FLEXIBLE RESULTS FOR QUADRATIC FORMS WITH APPLICATIONS TO VARIANCE COMPONENTS ESTIMATION
成果类型:
Article
署名作者:
Dicker, Lee H.; Erdogdu, Murat A.
署名单位:
Rutgers University System; Rutgers University New Brunswick; Stanford University
刊物名称:
ANNALS OF STATISTICS
ISSN/ISSBN:
0090-5364
DOI:
10.1214/16-AOS1456
发表日期:
2017
页码:
386-414
关键词:
asymptotic-distribution
heritability
摘要:
We derive convenient uniform concentration bounds and finite sample multivariate normal approximation results for quadratic forms, then describe some applications involving variance components estimation in linear random-effects models.

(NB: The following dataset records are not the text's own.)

//! sweepq CLI entry point.
//!
//! Initializes logging and delegates to the CLI module for command handling.

use std::process::ExitCode;

use tracing_subscriber::{fmt, prelude::*, EnvFilter};

#[tokio::main]
async fn main() -> ExitCode {
    // Parse CLI arguments first to get log_level
    let cli = sweepq::cli::parse_cli();

    // Initialize tracing with environment filter
    // Priority: RUST_LOG env var > --log-level CLI arg > default "info"
    let log_filter = std::env::var("RUST_LOG").unwrap_or_else(|_| cli.log_level.clone());

    tracing_subscriber::registry()
        .with(fmt::layer())
        .with(EnvFilter::try_from_default_env().unwrap_or_else(|_| EnvFilter::new(&log_filter)))
        .init();

    match sweepq::cli::run_with_cli(cli).await {
        Ok(code) => ExitCode::from(code),
        Err(e) => {
            tracing::error!(error = %e, "Command failed");
            eprintln!("Error: {:#}", e);
            ExitCode::from(sweepq::cli::exit_code_for(&e))
        }
    }
}
//! Error types for sweepq operations.
//!
//! Defines the error taxonomy shared by every queue backend and the
//! components built on top of them:
//! - Queue backend failures (transient and permanent)
//! - Compute function failures
//! - Configuration loading and validation

use std::time::Duration;

use thiserror::Error;

/// Errors surfaced by queue backends and the components driving them.
#[derive(Debug, Error)]
pub enum QueueError {
    /// Broker connection lost or unreachable. Always retryable.
    #[error("Backend unavailable: {0}")]
    BackendUnavailable(String),

    /// Channel or consumer group already exists (benign).
    #[error("Channel '{0}' already exists")]
    ChannelAlreadyExists(String),

    /// The delivery handle no longer owns its message.
    #[error("Delivery expired: {0}")]
    DeliveryExpired(String),

    /// The compute function failed for a chunk.
    #[error("Compute failed for chunk {chunk_id}: {reason}")]
    ComputeFailure { chunk_id: String, reason: String },

    /// A message exhausted its retry budget and was dead-lettered.
    #[error("Chunk {chunk_id} exhausted retries after {attempts} attempts")]
    RetriesExhausted { chunk_id: String, attempts: u32 },

    /// The backend has no equivalent for the requested operation.
    #[error("Operation '{operation}' is not supported by the {backend} backend")]
    Unsupported {
        backend: &'static str,
        operation: &'static str,
    },

    /// Invalid configuration or argument.
    #[error("Invalid configuration: {0}")]
    InvalidConfig(String),

    /// Message payload could not be encoded or decoded.
    #[error("Serialization failed: {0}")]
    Serialization(#[from] serde_json::Error),

    /// Broker answered with a non-transient protocol error.
    #[error("Protocol error: {0}")]
    Protocol(String),

    /// An operation did not complete in time.
    #[error("Operation timed out after {0:?}")]
    Timeout(Duration),
}

impl QueueError {
    /// Returns whether the caller should retry with backoff.
    pub fn is_transient(&self) -> bool {
        matches!(self, Self::BackendUnavailable(_) | Self::Timeout(_))
    }

    /// Returns whether the error is a benign signal rather than a failure.
    pub fn is_benign(&self) -> bool {
        matches!(self, Self::ChannelAlreadyExists(_) | Self::DeliveryExpired(_))
    }

    /// Process exit status for a command that failed with this error.
    ///
    /// 69 is `EX_UNAVAILABLE` from sysexits.
    pub fn exit_code(&self) -> u8 {
        match self {
            Self::BackendUnavailable(_) | Self::Timeout(_) => 69,
            Self::ComputeFailure { .. } => 70,
            _ => 1,
        }
    }
}

impl From<redis::RedisError> for QueueError {
    fn from(err: redis::RedisError) -> Self {
        if err.code() == Some("BUSYGROUP") || err.to_string().contains("BUSYGROUP") {
            return QueueError::ChannelAlreadyExists(err.to_string());
        }
        if err.is_io_error()
            || err.is_connection_dropped()
            || err.is_connection_refusal()
            || err.is_timeout()
            || err.is_cluster_error()
        {
            return QueueError::BackendUnavailable(err.to_string());
        }
        QueueError::Protocol(err.to_string())
    }
}

impl From<lapin::Error> for QueueError {
    fn from(err: lapin::Error) -> Self {
        use lapin::protocol::{AMQPErrorKind, AMQPHardError, AMQPSoftError};

        match &err {
            lapin::Error::IOError(_)
            | lapin::Error::InvalidConnectionState(_)
            | lapin::Error::InvalidChannelState(_) => {
                QueueError::BackendUnavailable(err.to_string())
            }
            lapin::Error::ProtocolError(amqp_error) => match amqp_error.kind() {
                AMQPErrorKind::Soft(AMQPSoftError::PRECONDITIONFAILED) => {
                    QueueError::ChannelAlreadyExists(err.to_string())
                }
                AMQPErrorKind::Hard(AMQPHardError::CONNECTIONFORCED) => {
                    QueueError::BackendUnavailable(err.to_string())
                }
                _ => QueueError::Protocol(err.to_string()),
            },
            _ => QueueError::Protocol(err.to_string()),
        }
    }
}

/// Errors raised by the per-parameter compute function.
#[derive(Debug, Clone, Error, PartialEq, Eq)]
pub enum ComputeError {
    #[error("Parameter {param} rejected: {reason}")]
    InvalidParameter { param: u64, reason: String },

    #[error("Computation failed at parameter {param}: {reason}")]
    Failed { param: u64, reason: String },

    #[error("Compute task aborted: {0}")]
    Aborted(String),
}

/// Errors that can occur while loading configuration.
#[derive(Debug, Error)]
pub enum ConfigError {
    #[error("IO error: {0}")]
    Io(#[from] std::io::Error),

    #[error("YAML parsing error: {0}")]
    Yaml(#[from] serde_yaml::Error),

    #[error("Invalid value for '{field}': {reason}")]
    InvalidValue { field: String, reason: String },
}

impl From<ConfigError> for QueueError {
    fn from(err: ConfigError) -> Self {
        QueueError::InvalidConfig(err.to_string())
    }
}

Random-effects models and variance components estimation are classical topics in statistics, with a corresponding well-established asymptotic theory. However, our finite sample results for quadratic forms provide additional flexibility for easily analyzing random effects models in nonstandard settings, which are becoming more important in modern applications (e.g., genomics). For instance, in addition to deriving novel non-asymptotic bounds for variance components estimators in classical linear random-effects models, we provide a concentration bound for variance components estimators in linear models with correlated random-effects and discuss an application involving sparse random-effects models. Our general concentration bound is a uniform version of the Hanson-Wright inequality. The main normal approximation result in the paper is derived using Reinert and Rollin [Ann. Probab. (2009) 37 2150-2173] embedding technique for Stein's method of exchangeable pairs.